Créditos da imagem: Rômulo Serpa/Agência CNJ
O Conselho Nacional de Justiça (CNJ) editou, em 24 de junho de 2026, o Provimento nº 231, que estabelece critérios nacionais para cadastro, nomeação, distribuição, monitoramento, remuneração, transparência e responsabilização dos administradores judiciais nomeados em processos de recuperação judicial e falência. Assinado pelo corregedor nacional, ministro Mauro Campbell Marques, o ato entra em vigor na data de publicação e dá aos tribunais 120 dias para adaptar seus sistemas.
O teto regressivo de honorários
O ponto de maior impacto está na remuneração. O provimento mantém o limite legal de 5% do passivo sujeito à recuperação, previsto no art. 24 da Lei 11.101/2005, mas cria uma Tabela de Referência que faz o percentual cair à medida que o passivo aumenta. Até R$ 300 milhões, vale o teto de até 5%. Acima disso, os percentuais despencam: 1% na faixa de R$ 300 a R$ 500 milhões, 0,5% até R$ 1 bilhão, 0,1% até R$ 3 bilhões, 0,01% até R$ 10 bilhões e 0,001% acima desse valor.
A lógica declarada é evitar que a aplicação linear de um percentual sobre passivos elevados gere remuneração desproporcional ao trabalho. Para recuperações acima de R$ 300 milhões, o juiz pode se afastar da tabela, mas precisa fundamentar de forma individualizada, exigir prestação de contas e comunicar a decisão à Corregedoria Nacional em cinco dias.
Limite de atuação simultânea
O Provimento 231 também veda a nomeação de administrador que já atue, ao mesmo tempo, em três ou mais recuperações de grande porte, assim consideradas as de passivo superior a R$ 300 milhões.
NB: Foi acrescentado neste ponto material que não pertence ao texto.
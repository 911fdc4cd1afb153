//! LuzSombra Device Client
//!
//! Burroデバイス用のREST APIクライアント（認証＋写真アップロード）

use anyhow::{Context, Result};
use async_trait::async_trait;
use chrono::{DateTime, Duration, Utc};
use log::info;
use serde::{Deserialize, Serialize};

#[cfg(test)]
use mockall::automock;

use crate::adapter::config::DeviceConfig;
use crate::domain::entities::photo::{PhotoAnalysis, PhotoJob};

use super::retry::{calculate_retry_delay, error_chain_to_string, is_retryable_error, MAX_RETRIES};

/// トークン失効前に再ログインする安全マージン（秒）
const TOKEN_EXPIRY_MARGIN_SECS: i64 = 300;
/// ログインリクエストのタイムアウト（秒）
const LOGIN_TIMEOUT_SECS: u64 = 10;
/// アップロードのタイムアウト（秒）。サーバ側の画像処理を待つため長め
const UPLOAD_TIMEOUT_SECS: u64 = 60;

/// デバイスAPIエラー
#[derive(Debug, thiserror::Error)]
pub enum DeviceApiError {
    #[error("Login failed ({status}): {body}")]
    LoginRejected { status: u16, body: String },

    #[error("Upload rejected ({status}): {message}")]
    UploadRejected { status: u16, message: String },
}

#[derive(Debug, Serialize)]
#[serde(rename_all = "camelCase")]
struct LoginRequest<'a> {
    device_id: &'a str,
    api_key: &'a str,
}

fn default_expires_in() -> i64 {
    86400
}

/// `POST /auth/login` のレスポンス
#[derive(Debug, Clone, Deserialize)]
pub struct LoginResponse {
    pub token: String,
    #[serde(rename = "expiresIn", default = "default_expires_in")]
    pub expires_in: i64,
}

/// `POST /photos/upload` のレスポンス
///
/// バックエンドはsnake_caseとcamelCaseが混在したフィールドを返す
#[derive(Debug, Clone, Default, Deserialize)]
pub struct UploadResponse {
    #[serde(default)]
    pub success: bool,
    #[serde(default, rename = "photoId", alias = "analisisID")]
    pub photo_id: Option<serde_json::Value>,
    #[serde(default)]
    pub porcentaje_luz: Option<f64>,
    #[serde(default)]
    pub porcentaje_sombra: Option<f64>,
    #[serde(default)]
    pub empresa: Option<String>,
    #[serde(default)]
    pub fundo: Option<String>,
    #[serde(default)]
    pub sector: Option<String>,
    #[serde(default)]
    pub lote: Option<String>,
    #[serde(default)]
    pub message: Option<String>,
    #[serde(default)]
    pub error: Option<String>,
}

impl UploadResponse {
    fn photo_id_string(&self) -> Option<String> {
        self.photo_id.as_ref().map(|v| match v.as_str() {
            Some(s) => s.to_string(),
            None => v.to_string(),
        })
    }
}

impl From<UploadResponse> for PhotoAnalysis {
    fn from(response: UploadResponse) -> Self {
        let analysis_id = response.photo_id_string();
        PhotoAnalysis {
            analysis_id,
            light_pct: response.porcentaje_luz,
            shadow_pct: response.porcentaje_sombra,
            empresa: response.empresa,
            fundo: response.fundo,
            sector: response.sector,
            lote: response.lote,
        }
    }
}

/// Transport for the device REST API
/// This enables mocking in tests while using reqwest in production
#[cfg_attr(test, automock)]
#[async_trait]
pub trait DeviceTransport: Send + Sync {
    /// Authenticate the device and obtain a JWT
    async fn login(&self, device_id: &str, api_key: &str) -> Result<LoginResponse>;

    /// Upload one photo as multipart/form-data
    async fn upload(
        &self,
        token: &str,
        file_name: &str,
        bytes: Vec<u8>,
        plant_id: &str,
        timestamp: Option<String>,
    ) -> Result<UploadResponse>;
}

/// reqwest-based transport implementation
pub struct HttpDeviceTransport {
    http: reqwest::Client,
    base_url: String,
}

impl HttpDeviceTransport {
    pub fn new(base_url: &str) -> Result<Self> {
        let http = reqwest::Client::builder()
            .timeout(std::time::Duration::from_secs(UPLOAD_TIMEOUT_SECS))
            .build()
            .context("Failed to build HTTP client")?;

        Ok(Self {
            http,
            base_url: base_url.trim_end_matches('/').to_string(),
        })
    }

    fn mime_for(file_name: &str) -> &'static str {
        if file_name.to_lowercase().ends_with(".png") {
            "image/png"
        } else {
            "image/jpeg"
        }
    }
}

#[cfg_attr(coverage_nightly, coverage(off))]
#[async_trait]
impl DeviceTransport for HttpDeviceTransport {
    async fn login(&self, device_id: &str, api_key: &str) -> Result<LoginResponse> {
        let url = format!("{}/auth/login", self.base_url);

        let response = self
            .http
            .post(&url)
            .timeout(std::time::Duration::from_secs(LOGIN_TIMEOUT_SECS))
            .json(&LoginRequest { device_id, api_key })
            .send()
            .await
            .with_context(|| format!("POST {}", url))?;

        let status = response.status();
        if !status.is_success() {
            let body = response.text().await.unwrap_or_default();
            return Err(DeviceApiError::LoginRejected {
                status: status.as_u16(),
                body,
            }
            .into());
        }

        response
            .json::<LoginResponse>()
            .await
            .context("Failed to parse login response")
    }

    async fn upload(
        &self,
        token: &str,
        file_name: &str,
        bytes: Vec<u8>,
        plant_id: &str,
        timestamp: Option<String>,
    ) -> Result<UploadResponse> {
        let url = format!("{}/photos/upload", self.base_url);

        let part = reqwest::multipart::Part::bytes(bytes)
            .file_name(file_name.to_string())
            .mime_str(Self::mime_for(file_name))
            .context("Invalid MIME type")?;

        let mut form = reqwest::multipart::Form::new()
            .part("file", part)
            .text("plantId", plant_id.to_string());
        if let Some(timestamp) = timestamp {
            form = form.text("timestamp", timestamp);
        }

        let response = self
            .http
            .post(&url)
            .bearer_auth(token)
            .multipart(form)
            .send()
            .await
            .with_context(|| format!("POST {}", url))?;

        let status = response.status();
        if !status.is_success() {
            // エラー本文の `error` フィールドを取り出せたら使う
            let body = response.text().await.unwrap_or_default();
            let message = serde_json::from_str::<UploadResponse>(&body)
                .ok()
                .and_then(|r| r.error)
                .unwrap_or(body);
            return Err(DeviceApiError::UploadRejected {
                status: status.as_u16(),
                message,
            }
            .into());
        }

        response
            .json::<UploadResponse>()
            .await
            .context("Failed to parse upload response")
    }
}

/// 認証状態を保持するデバイスセッション
///
/// トークンの有効期限を追跡し、必要なときだけ再ログインする
pub struct DeviceSession<T: DeviceTransport> {
    transport: T,
    device_id: String,
    api_key: String,
    token: Option<String>,
    token_expires_at: Option<DateTime<Utc>>,
}

impl<T: DeviceTransport> DeviceSession<T> {
    /// 新しいセッションを作成（未ログイン状態）
    pub fn new(transport: T, config: &DeviceConfig) -> Self {
        Self {
            transport,
            device_id: config.device_id.clone(),
            api_key: config.api_key.clone(),
            token: None,
            token_expires_at: None,
        }
    }

    /// デバイスを認証してトークンを取得する
    pub async fn login(&mut self) -> Result<()> {
        let response = self.transport.login(&self.device_id, &self.api_key).await?;

        // 失効5分前には期限切れ扱いにする
        let expires_at =
            Utc::now() + Duration::seconds(response.expires_in - TOKEN_EXPIRY_MARGIN_SECS);

        info!(
            "Device {} authenticated, token valid for {}s",
            self.device_id, response.expires_in
        );

        self.token = Some(response.token);
        self.token_expires_at = Some(expires_at);
        Ok(())
    }

    /// 現在のトークンが有効かどうか
    pub fn is_token_valid(&self) -> bool {
        match (&self.token, self.token_expires_at) {
            (Some(_), Some(expires_at)) => Utc::now() < expires_at,
            _ => false,
        }
    }

    /// 有効なトークンを保証する（必要ならログインする）
    pub async fn ensure_authenticated(&mut self) -> Result<()> {
        if !self.is_token_valid() {
            info!("Token missing or expired, logging in...");
            self.login().await?;
        }
        Ok(())
    }

    /// 写真を1枚アップロードする
    ///
    /// 一時的なエラーは指数バックオフでリトライする
    pub async fn upload_photo(&mut self, job: &PhotoJob) -> Result<PhotoAnalysis> {
        let bytes = tokio::fs::read(&job.path)
            .await
            .with_context(|| format!("Failed to read photo: {}", job.path.display()))?;
        let timestamp = job.timestamp.map(|t| t.to_rfc3339());

        let mut retry_count = 0;

        loop {
            self.ensure_authenticated().await?;
            let token = self
                .token
                .clone()
                .context("No token after authentication")?;

            match self
                .transport
                .upload(
                    &token,
                    &job.file_name,
                    bytes.clone(),
                    &job.plant_id,
                    timestamp.clone(),
                )
                .await
            {
                Ok(response) => return Ok(response.into()),
                Err(e) => {
                    let error_msg = error_chain_to_string(&e);

                    if is_retryable_error(&error_msg) && retry_count < MAX_RETRIES {
                        retry_count += 1;
                        let delay = calculate_retry_delay(retry_count);
                        log::warn!(
                            "Upload of {} failed (attempt {}), retrying in {}ms: {}",
                            job.file_name,
                            retry_count,
                            delay,
                            error_msg
                        );
                        tokio::time::sleep(std::time::Duration::from_millis(delay)).await;
                    } else {
                        return Err(e)
                            .with_context(|| format!("Failed to upload {}", job.file_name));
                    }
                }
            }
        }
    }

    #[cfg(test)]
    fn force_expire_token(&mut self) {
        self.token_expires_at = Some(Utc::now() - Duration::seconds(1));
    }
}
A restrição vale em todo o território nacional, e cabe às corregedorias criar mecanismos eletrônicos que impeçam o excesso. O profissional fica obrigado a informar ao juízo sua atuação em processos de grande porte no país.
Cadastro, impedimentos e transparência
O texto reforça a distribuição equitativa das nomeações conforme a capacidade operacional declarada, lista impedimentos (como parentesco até o quarto grau com o juiz nomeante) e cria uma base nacional de honorários de acesso público, atualizada trimestralmente, com valor da remuneração, passivo, percentual efetivo e identificação do administrador em cada processo.
O provimento se apoia no poder de fiscalização e normatização do CNJ previsto no art. 103-B da Constituição e na Resolução CNJ 393/2021, que já regulamentava o cadastro dos administradores.